Public Defenders for Eastman on cross examination raised the following points:
- They say there were three sets of footprints where Sessions’ body was found.
- They say the people in the car seen driving to and from the Pingree Park cannot be identified.
- They say Frank borrowed Eastman’s car on the morning of the 9th before she went to Pingree Park.
- They say the person seen leaving Sessions’ car in the King Soopers parking lot could not be definitively identified.
- They say Eastman told investigators that Sessions had sexually assaulted Frank.
- They say Eastman reported the blood in Frank’s home was already there when he showed up.
- They say there was no evidence Eastman and Sessions knew each other prior to Feb. 8.
- They emphasized that Frank was initially a suspect in Sessions’ death.

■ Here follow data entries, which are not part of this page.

use criterion::{black_box, criterion_group, criterion_main, BenchmarkId, Criterion};

use blitwin::core::scaling::stretch_smooth;
use blitwin::core::{BackbufferSlot, ClientSize, Presenter};
use blitwin::traits::PresentSurface;

/// Surface that only touches the pixels it is given
struct NullSurface;

impl PresentSurface for NullSurface {
    fn present(&mut self, pixels: &[u32], _size: ClientSize) -> bool {
        black_box(pixels.first());
        true
    }
}

fn filled_slot(size: ClientSize) -> BackbufferSlot<NullSurface> {
    let mut slot = BackbufferSlot::new();
    if let Some(buffer) = slot.ensure(size, |_| Some(NullSurface)) {
        for (i, pixel) in buffer.pixels_mut().iter_mut().enumerate() {
            *pixel = 0xFF00_0000 | (i as u32 & 0x00FF_FFFF);
        }
    }
    slot
}

/// Benchmark: 1:1 present at common resolutions
fn bench_direct_present(c: &mut Criterion) {
    let mut group = c.benchmark_group("present_direct");
    for (w, h) in [(640, 480), (1280, 720), (1920, 1080)] {
        let size = ClientSize::new(w, h);
        let mut slot = filled_slot(size);
        let mut presenter = Presenter::new();

        group.bench_with_input(BenchmarkId::from_parameter(format!("{}x{}", w, h)), &size, |b, &size| {
            b.iter(|| presenter.present(&mut slot, black_box(size)))
        });
    }
    group.finish();
}

/// Benchmark: stretched present, fixed 1200x600 buffer into other client sizes
fn bench_scaled_present(c: &mut Criterion) {
    let mut group = c.benchmark_group("present_scaled");
    let source = ClientSize::new(1200, 600);
    for (w, h) in [(640, 512), (800, 400), (2400, 1200)] {
        let client = ClientSize::new(w, h);
        let mut slot = filled_slot(source);
        let mut presenter = Presenter::new();

        group.bench_with_input(BenchmarkId::from_parameter(format!("{}x{}", w, h)), &client, |b, &client| {
            b.iter(|| presenter.present(&mut slot, black_box(client)))
        });
    }
    group.finish();
}

/// Benchmark: raw resampler, no surface
fn bench_stretch_smooth(c: &mut Criterion) {
    let src_size = ClientSize::new(320, 240);
    let dst_size = ClientSize::new(1280, 960);
    let src = vec![0xFF33_6699u32; src_size.pixel_count()];
    let mut dst = vec![0u32; dst_size.pixel_count()];

    c.bench_function("stretch_smooth_4x_up", |b| {
        b.iter(|| stretch_smooth(black_box(&src), src_size, &mut dst, dst_size))
    });
}

criterion_group!(benches, bench_direct_present, bench_scaled_present, bench_stretch_smooth);
criterion_main!(benches);
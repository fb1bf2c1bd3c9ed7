use crate::core::extent::ClientSize;

/// Swap-chain based hardware context attached to one window.
///
/// Teardown is split so the owning session can enforce its order:
/// `detach` releases the device side, `release_surface` the drawing
/// surface. Both are idempotent.
pub trait GraphicsContext {
    /// Configure the surface for `size` and mark the context current
    fn make_current(&mut self, size: ClientSize) -> bool;

    fn is_current(&self) -> bool;

    /// Present the current frame, pacing it by `interval` refreshes (0 = unlimited)
    fn swap_buffers(&mut self, interval: u32) -> bool;

    /// Whether the named extension is available on this context
    fn extension_supported(&self, name: &str) -> bool;

    /// Follow a client-area resize
    fn resize(&mut self, size: ClientSize);

    /// Make not-current and destroy the device side of the context
    fn detach(&mut self);

    /// Release the drawing surface the context rendered into
    fn release_surface(&mut self);
}

/// Visible surface a software backbuffer is copied onto
pub trait PresentSurface {
    /// Show `pixels` (`0xAARRGGBB`, row-major) of `size`; false on failure
    fn present(&mut self, pixels: &[u32], size: ClientSize) -> bool;
}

- They say Eastman was accustomed to Frank dating other men and although he was “disappointed” she was dating Sessions it didn’t really bother him.
- They say there are no witnesses that Eastman was burning anything at the home where Frank’s body was found.
After the conclusion of the hearing on the 26th, if the case continues to trial, Kopcow will also redetermine bail.
Because of the pandemic, most witness and others are appearing by Webex, an online meeting tool. Kopcow did issue a sequestration order for all witnesses, which means witnesses are not allowed to watch the proceedings and they are prohibited to talking to each other about their testimony. Kopcow repeatedly struggled on Thursday with people tuning into the trial, but not muting their phones or computers and talking in the background. Kopcow reminded everyone at the end of Thursday that they are welcome to attend on the 26th, however, he cautioned that anyone who does not mute their devices may be removed from the hearing.